Our findings clearly demonstrate that letrozole improves cisplatin sensitivity of breast cancer cells overexpressing aromatase via down-regulation of FEN1 and suggest that a combined use of letrozole and cisplatin may be a potential treatment protocol for relieving cisplatin resistance in human breast cancer.
核酸内切酶 1(FEN1)可被雌激素(17β-雌二醇,E2)上调,且与人类乳腺癌细胞对顺铂的耐药性有关。来曲唑是一种芳香酶抑制剂,可抑制睾酮转化为雌激素,常用于治疗乳腺癌。然而,来曲唑对过表达芳香酶的乳腺癌细胞中 FEN1 表达和对顺铂敏感性的影响尚未被揭示。
通过 RT-PCR 和 Western blot 评估 FEN1 和 ERK/Elk-1 信号通路中蛋白质的表达。分别通过 CCK-8 和流式细胞术分析来研究顺铂敏感性。通过转染 FEN1 siRNA 和 FEN1 表达质粒下调或上调 FEN1 的表达。使用荧光素酶报告基因检测法检测 FEN1 的启动子活性。
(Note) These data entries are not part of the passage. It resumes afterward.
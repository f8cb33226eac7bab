use clap::Subcommand;
use csk_core::envelope::{Envelope, NextAction};
use csk_core::event::EventScope;
use csk_core::paths::Layout;
use csk_core::task;

#[derive(Subcommand)]
pub enum TaskSubcommand {
    /// Create a task with stub plan and slices
    New {
        #[arg(long = "module-id")]
        module_id: String,
        #[arg(long = "slices", default_value = "1")]
        slices: usize,
        #[arg(long = "mission-id")]
        mission_id: Option<String>,
        #[arg(long, default_value = "default")]
        profile: String,
    },
    /// Run the structural critic over plan and slices
    Critic {
        #[arg(long = "module-id")]
        module_id: String,
        #[arg(long = "task-id")]
        task_id: String,
    },
    /// Pin the critic-approved plan content by hash
    Freeze {
        #[arg(long = "module-id")]
        module_id: String,
        #[arg(long = "task-id")]
        task_id: String,
    },
    /// Record a plan (default) or user-check approval
    Approve {
        #[arg(long = "module-id")]
        module_id: String,
        #[arg(long = "task-id")]
        task_id: String,
        #[arg(long = "approved-by")]
        approved_by: String,
        /// Record a user-check approval instead of the plan approval
        #[arg(long = "user-check")]
        user_check: bool,
    },
    /// Show a task's state and approvals
    Status {
        #[arg(long = "module-id")]
        module_id: String,
        #[arg(long = "task-id")]
        task_id: String,
    },
    /// Append an entry to the task's decision journal
    Decide {
        #[arg(long = "module-id")]
        module_id: String,
        #[arg(long = "task-id")]
        task_id: String,
        #[arg(long)]
        decision: String,
        #[arg(long, default_value = "")]
        rationale: String,
        #[arg(long = "decided-by", default_value = "engine")]
        decided_by: String,
    },
}

pub fn run(layout: &Layout, subcommand: TaskSubcommand) -> Envelope {
    match subcommand {
        TaskSubcommand::New {
            module_id,
            slices,
            mission_id,
            profile,
        } => new(layout, &module_id, slices, mission_id.as_deref(), &profile),
        TaskSubcommand::Critic { module_id, task_id } => critic(layout, &module_id, &task_id),
        TaskSubcommand::Freeze { module_id, task_id } => freeze(layout, &module_id, &task_id),
        TaskSubcommand::Approve {
            module_id,
            task_id,
            approved_by,
            user_check,
        } => approve(layout, &module_id, &task_id, &approved_by, user_check),
        TaskSubcommand::Status { module_id, task_id } => status(layout, &module_id, &task_id),
        TaskSubcommand::Decide {
            module_id,
            task_id,
            decision,
            rationale,
            decided_by,
        } => decide(layout, &module_id, &task_id, &decision, &rationale, &decided_by),
    }
}

fn decide(
    layout: &Layout,
    module_id: &str,
    task_id: &str,
    decision: &str,
    rationale: &str,
    decided_by: &str,
) -> Envelope {
    let result = (|| -> csk_core::Result<Envelope> {
        let (_, paths) = super::task_paths(layout, module_id, task_id)?;
        task::read_state(&paths)?;
        task::add_decision(&paths, decision, rationale, decided_by)?;
        Ok(Envelope::ok(
            format!("recorded decision for {task_id}"),
            NextAction::new("csk status --json"),
        )
        .with_refs([paths.decisions().display().to_string()]))
    })();
    result.unwrap_or_else(|e| Envelope::from_error(&e, NextAction::new("csk status --json")))
}

fn new(
    layout: &Layout,
    module_id: &str,
    slices: usize,
    mission_id: Option<&str>,
    profile: &str,
) -> Envelope {
    super::bracketed(layout, "task new", EventScope::module(module_id), |log| {
        let outcome = task::task_new(layout, log, module_id, slices, mission_id, profile)?;
        Ok(Envelope::ok(
            format!(
                "created task {} with {slices} slice(s) — edit plan.md and slices.json, then run the critic",
                outcome.task_id
            ),
            NextAction::new(format!(
                "csk task critic --module-id {module_id} --task-id {}",
                outcome.task_id
            ))
            .with_alternatives(["csk status --json"]),
        )
        .with_refs([
            outcome.paths.plan().display().to_string(),
            outcome.paths.slices().display().to_string(),
        ])
        .with_data(serde_json::json!({
            "task_id": outcome.task_id,
            "module_path": outcome.module_path,
        })))
    })
}

fn critic(layout: &Layout, module_id: &str, task_id: &str) -> Envelope {
    super::bracketed(
        layout,
        "task critic",
        EventScope::task(module_id, task_id),
        |log| {
            let (_, paths) = super::task_paths(layout, module_id, task_id)?;
            let report = task::task_critic(layout, log, &paths)?;
            let envelope = if report.passed {
                Envelope::ok(
                    format!("critic passed for {task_id} (p2={}, p3={})", report.p2, report.p3),
                    NextAction::new(format!(
                        "csk task freeze --module-id {module_id} --task-id {task_id}"
                    )),
                )
            } else {
                Envelope::gate_failed(
                    format!(
                        "critic found blocking findings for {task_id} (p0={}, p1={})",
                        report.p0, report.p1
                    ),
                    NextAction::new(format!(
                        "edit plan.md/slices.json, then csk task critic --module-id {module_id} --task-id {task_id}"
                    )),
                )
                .with_errors(
                    report
                        .findings
                        .iter()
                        .filter(|f| matches!(f.severity, csk_core::critic::Severity::P0 | csk_core::critic::Severity::P1))
                        .map(|f| format!("{}: {}", f.code, f.message)),
                )
            };
            Ok(envelope
                .with_refs([paths.critic_report().display().to_string()])
                .with_data(serde_json::to_value(&report)?))
        },
    )
}

fn freeze(layout: &Layout, module_id: &str, task_id: &str) -> Envelope {
    super::bracketed(
        layout,
        "task freeze",
        EventScope::task(module_id, task_id),
        |log| {
            let (_, paths) = super::task_paths(layout, module_id, task_id)?;
            let freeze = task::task_freeze(layout, log, &paths)?;
            Ok(Envelope::ok(
                format!("froze plan for {task_id}"),
                NextAction::new(format!(
                    "csk task approve --module-id {module_id} --task-id {task_id} --approved-by <name>"
                )),
            )
            .with_refs([paths.freeze().display().to_string()])
            .with_data(serde_json::to_value(&freeze)?))
        },
    )
}

fn approve(
    layout: &Layout,
    module_id: &str,
    task_id: &str,
    approved_by: &str,
    user_check: bool,
) -> Envelope {
    let command = if user_check { "task approve --user-check" } else { "task approve" };
    super::bracketed(
        layout,
        command,
        EventScope::task(module_id, task_id),
        |log| {
            let (_, paths) = super::task_paths(layout, module_id, task_id)?;
            if user_check {
                let approval = task::task_approve_user_check(&paths, approved_by)?;
                return Ok(Envelope::ok(
                    format!("recorded user check for {task_id}"),
                    NextAction::new(format!(
                        "csk gate validate-ready --module-id {module_id} --task-id {task_id}"
                    )),
                )
                .with_refs([paths.user_check_approval().display().to_string()])
                .with_data(serde_json::to_value(&approval)?));
            }
            let approval = task::task_approve_plan(log, &paths, approved_by)?;
            Ok(Envelope::ok(
                format!("plan approved for {task_id} by {approved_by}"),
                NextAction::new(format!(
                    "csk slice run --module-id {module_id} --task-id {task_id} --slice-id S-0001"
                ))
                .with_alternatives(["csk status --json"]),
            )
            .with_refs([paths.plan_approval().display().to_string()])
            .with_data(serde_json::to_value(&approval)?))
        },
    )
}

fn status(layout: &Layout, module_id: &str, task_id: &str) -> Envelope {
    let result = (|| -> csk_core::Result<Envelope> {
        let (_, paths) = super::task_paths(layout, module_id, task_id)?;
        let state = task::read_state(&paths)?;
        let (freeze_ok, freeze_reason) = if paths.freeze().exists() {
            task::freeze_valid(&paths)?
        } else {
            (false, "missing freeze".to_string())
        };
        Ok(Envelope::ok(
            format!("task {task_id} is {}", state.status),
            NextAction::new("csk status --json"),
        )
        .with_data(serde_json::json!({
            "task": state,
            "freeze_valid": freeze_ok,
            "freeze_reason": freeze_reason,
            "approvals": {
                "plan": paths.plan_approval().exists(),
                "ready": paths.ready_approval().exists(),
                "user_check": paths.user_check_approval().exists(),
            },
        })))
    })();
    result.unwrap_or_else(|e| Envelope::from_error(&e, NextAction::new("csk status --json")))
}
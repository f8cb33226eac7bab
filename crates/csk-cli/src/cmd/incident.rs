use clap::Subcommand;
use csk_core::envelope::{Envelope, NextAction};
use csk_core::event::EventScope;
use csk_core::incident::{self, Incident, IncidentKind};
use csk_core::paths::Layout;

#[derive(Subcommand)]
pub enum IncidentSubcommand {
    /// Append a structured incident to the project (and task) streams
    Add {
        /// Incident kind (closed set, snake_case)
        #[arg(long)]
        kind: String,
        #[arg(long, default_value = "manual")]
        phase: String,
        #[arg(long)]
        details: String,
        #[arg(long, default_value = "none")]
        remediation: String,
        #[arg(long = "module-id")]
        module_id: Option<String>,
        #[arg(long = "task-id")]
        task_id: Option<String>,
        #[arg(long = "slice-id")]
        slice_id: Option<String>,
    },
}

pub fn run(layout: &Layout, subcommand: IncidentSubcommand) -> Envelope {
    match subcommand {
        IncidentSubcommand::Add {
            kind,
            phase,
            details,
            remediation,
            module_id,
            task_id,
            slice_id,
        } => super::bracketed(layout, "incident add", EventScope::default(), |log| {
            let kind: IncidentKind =
                serde_json::from_value(serde_json::Value::String(kind.clone())).map_err(|_| {
                    csk_core::CskError::SchemaViolation {
                        path: "kind".to_string(),
                        reason: format!("unknown incident kind '{kind}'"),
                    }
                })?;

            let mut row = Incident::new(kind, &phase, &details, &remediation);
            row.module_id = module_id.clone();
            row.task_id = task_id.clone();
            row.slice_id = slice_id.clone();

            let task_paths = match (&module_id, &task_id) {
                (Some(module_id), Some(task_id)) => {
                    Some(super::task_paths(layout, module_id, task_id)?.1)
                }
                _ => None,
            };
            incident::record_incident(layout, log, &row, task_paths.as_ref())?;

            Ok(Envelope::ok(
                format!("recorded incident {} ({kind})", row.id),
                NextAction::new("csk status --json"),
            )
            .with_refs([layout.app_incidents().display().to_string()])
            .with_data(serde_json::to_value(&row)?))
        }),
    }
}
下调 FEN1 可提高过表达芳香酶的乳腺癌细胞对顺铂的敏感性。来曲唑下调 FEN1 的表达并增加顺铂敏感性。来曲唑对顺铂的增敏作用依赖于 FEN1 的下调。FEN1 的过表达可阻断来曲唑对顺铂的增敏作用。睾酮上调 FEN1 的启动子活性、蛋白表达和 ERK/Elk-1 的磷酸化,这可被来曲唑和 MEK1/2 抑制剂 U0126 消除。来曲唑以 ERK/Elk-1 依赖的方式下调 FEN1 的表达。
我们的研究结果清楚地表明,来曲唑通过下调 FEN1 提高了过表达芳香酶的乳腺癌细胞对顺铂的敏感性,并提示来曲唑与顺铂联合使用可能是缓解人类乳腺癌顺铂耐药的一种潜在治疗方案。